Et là, y à pas de médias confondus, c’est que de la zik, je te « l'accorde » !

Pas de soucis smiley
Y a-t-il une question que je n’ai pas posée et à laquelle tu souhaiterais néanmoins répondre ?

Oui : quelle est la musique qui me transcende le plus ?

La musique sacrée de la Renaissance (« yf ye love « me de Thomas Tallys, « Ave Verum » de William byrd, Thomas Luis de Victoria : « O magnum mysterium » et bien sur le Misere d'Allegri ! J'invite tout le monde à écouter ces petites perles de la Renaissance qui procurent un réel enchantement, et une sensation de bonheur intense sans être obligé de croire en la religion.
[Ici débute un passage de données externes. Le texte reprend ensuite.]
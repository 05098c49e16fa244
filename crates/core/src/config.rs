//! Launcher configuration, layered from defaults, a JSON file and the environment.

use std::{
    fs,
    path::{Path, PathBuf},
};

use anyhow::{Context, Result};
use config::{Config, Environment, File};
use serde::{Deserialize, Serialize};
use tracing::info;

/// Directory under the user's config dir holding launcher settings.
pub const CONFIG_DIR_NAME: &str = "rmmvz-launcher";
/// File name of the persisted configuration.
pub const CONFIG_FILE_NAME: &str = "config.json";
/// Prefix for environment overrides, e.g. `RMMVZ_TEMPLATE_URL`.
pub const ENV_PREFIX: &str = "RMMVZ";

const DEFAULT_TEMPLATE_URL: &str =
    "https://github.com/ReaperBecca/Game-Window---RMMVZ-Launcher---Free-Tier";
const DEFAULT_LAUNCHER_TAG: &str = "RMMVZ-Launcher-Free-Tier";

/// Runtime settings for the launcher workflows.
#[derive(Debug, Clone, PartialEq, Eq, Serialize, Deserialize)]
pub struct AppConfig {
    /// Git URL of the project template cloned by the create workflow.
    pub template_url: String,
    /// Tag written into every project marker.
    pub launcher_tag: String,
    /// Version-control client executable.
    pub git_program: String,
    /// Package manager executable used for install and build.
    pub package_manager: String,
    /// Arguments for the dependency install step.
    pub install_args: Vec<String>,
    /// Arguments for the platform installer build.
    pub build_args: Vec<String>,
    /// Output directory of the build, relative to the project root.
    pub dist_dir: String,
    /// File extension (without dot) of the produced installer.
    pub installer_extension: String,
}

impl Default for AppConfig {
    fn default() -> Self {
        let (build_script, installer_extension) = platform_build_target();
        Self {
            template_url: DEFAULT_TEMPLATE_URL.to_string(),
            launcher_tag: DEFAULT_LAUNCHER_TAG.to_string(),
            git_program: "git".to_string(),
            package_manager: default_package_manager().to_string(),
            install_args: vec!["install".to_string()],
            build_args: vec!["run".to_string(), build_script.to_string()],
            dist_dir: "dist".to_string(),
            installer_extension: installer_extension.to_string(),
        }
    }
}

impl AppConfig {
    /// Load configuration from the default location plus environment overrides.
    pub fn load() -> Result<Self> {
        Self::load_from(config_path())
    }

    /// Load configuration layering defaults, `path` (if present) and `RMMVZ_*` variables.
    pub fn load_from(path: impl AsRef<Path>) -> Result<Self> {
        let path = path.as_ref();
        let defaults =
            Config::try_from(&AppConfig::default()).context("failed to encode default config")?;
        let settings = Config::builder()
            .add_source(defaults)
            .add_source(File::from(path.to_path_buf()).required(false))
            .add_source(
                Environment::with_prefix(ENV_PREFIX)
                    .prefix_separator("_")
                    .separator("__")
                    .list_separator(" ")
                    .with_list_parse_key("install_args")
                    .with_list_parse_key("build_args")
                    .try_parsing(true),
            )
            .build()
            .with_context(|| format!("failed to load config {}", path.display()))?;

        settings
            .try_deserialize()
            .with_context(|| format!("invalid config {}", path.display()))
    }

    /// Default file name offered when saving an installer for `project_name`.
    pub fn installer_file_name(&self, project_name: &str) -> String {
        format!("{project_name}-installer.{}", self.installer_extension)
    }
}

/// Location of the configuration file under the user's config directory.
pub fn config_path() -> PathBuf {
    dirs::config_dir()
        .unwrap_or_else(|| PathBuf::from("."))
        .join(CONFIG_DIR_NAME)
        .join(CONFIG_FILE_NAME)
}

/// Write a default configuration file if none exists yet.
pub fn ensure_default_config() -> Result<PathBuf> {
    let path = config_path();
    write_default_config(&path)?;
    Ok(path)
}

fn write_default_config(path: &Path) -> Result<()> {
    if path.exists() {
        return Ok(());
    }
    if let Some(parent) = path.parent() {
        fs::create_dir_all(parent)
            .with_context(|| format!("failed to create config directory {}", parent.display()))?;
    }
    let serialized = serde_json::to_string_pretty(&AppConfig::default())
        .context("failed to serialize default config")?;
    fs::write(path, serialized)
        .with_context(|| format!("failed to write config {}", path.display()))?;
    info!("wrote default config to {}", path.display());
    Ok(())
}

fn platform_build_target() -> (&'static str, &'static str) {
    if cfg!(target_os = "windows") {
        ("build:win", "exe")
    } else if cfg!(target_os = "macos") {
        ("build:mac", "dmg")
    } else {
        ("build:linux", "AppImage")
    }
}

fn default_package_manager() -> &'static str {
    if cfg!(target_os = "windows") {
        "npm.cmd"
    } else {
        "npm"
    }
}

#[cfg(test)]
mod tests {
    use super::*;
    use tempfile::tempdir;

    #[test]
    fn missing_file_yields_defaults() -> Result<()> {
        let dir = tempdir()?;
        let config = AppConfig::load_from(dir.path().join("absent.json"))?;
        assert_eq!(config, AppConfig::default());
        Ok(())
    }

    #[test]
    fn file_overrides_defaults() -> Result<()> {
        let dir = tempdir()?;
        let path = dir.path().join(CONFIG_FILE_NAME);
        fs::write(
            &path,
            r#"{ "template_url": "https://example.com/template.git", "dist_dir": "out" }"#,
        )?;

        let config = AppConfig::load_from(&path)?;
        assert_eq!(config.template_url, "https://example.com/template.git");
        assert_eq!(config.dist_dir, "out");
        assert_eq!(config.launcher_tag, DEFAULT_LAUNCHER_TAG);
        Ok(())
    }

    #[test]
    fn default_file_is_written_once() -> Result<()> {
        let dir = tempdir()?;
        let path = dir.path().join("nested").join(CONFIG_FILE_NAME);
        write_default_config(&path)?;
        let written: AppConfig = serde_json::from_str(&fs::read_to_string(&path)?)?;
        assert_eq!(written, AppConfig::default());

        fs::write(&path, r#"{ "dist_dir": "custom" }"#)?;
        write_default_config(&path)?;
        assert!(fs::read_to_string(&path)?.contains("custom"));
        Ok(())
    }

    #[test]
    fn installer_name_uses_extension() {
        let config = AppConfig {
            installer_extension: "exe".to_string(),
            ..AppConfig::default()
        };
        assert_eq!(config.installer_file_name("MyGame"), "MyGame-installer.exe");
    }
}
Pour finir et afin de mieux te connaître, un petit portrait chinois à la sauce imaginaire…

Si tu étais…

Automne, en baie de Somme, planche 27 © Alexis Chabert / Philippe Pelaez
un personnage de BD : Obelix
un peintre du XIXe : Caillebotte
un personnage de roman : les Héros de James Hadley Chase
une chanson : « le tour du monde » de Jeanne Ballibar
un instrument de musique : le piano
un jeu de société : j'aime pas les jeux de société
une découverte scientifique : les exoplanètes
une recette culinaire : le canard à l'orange
une pâtisserie : la pâte d'amande
une ville : Paris ou New York
une qualité : la compassion
un défaut : l'indécision
un monument : le château renaissance d'Azay le rideau
une boisson : le bon vin rouge
un proverbe : la vérité est la première victime de la guerre

Un dernier mot pour la postérité ?
Comme disait l’humoriste feu Jean-Yves Lafesse : « Pourvu que ca dure! »

Un grand merci pour le temps que tu nous as accordé !
J'aime bien tes questions, ça à été un vrai plaisir pour moi, mais j'vais pas couiner pour autant!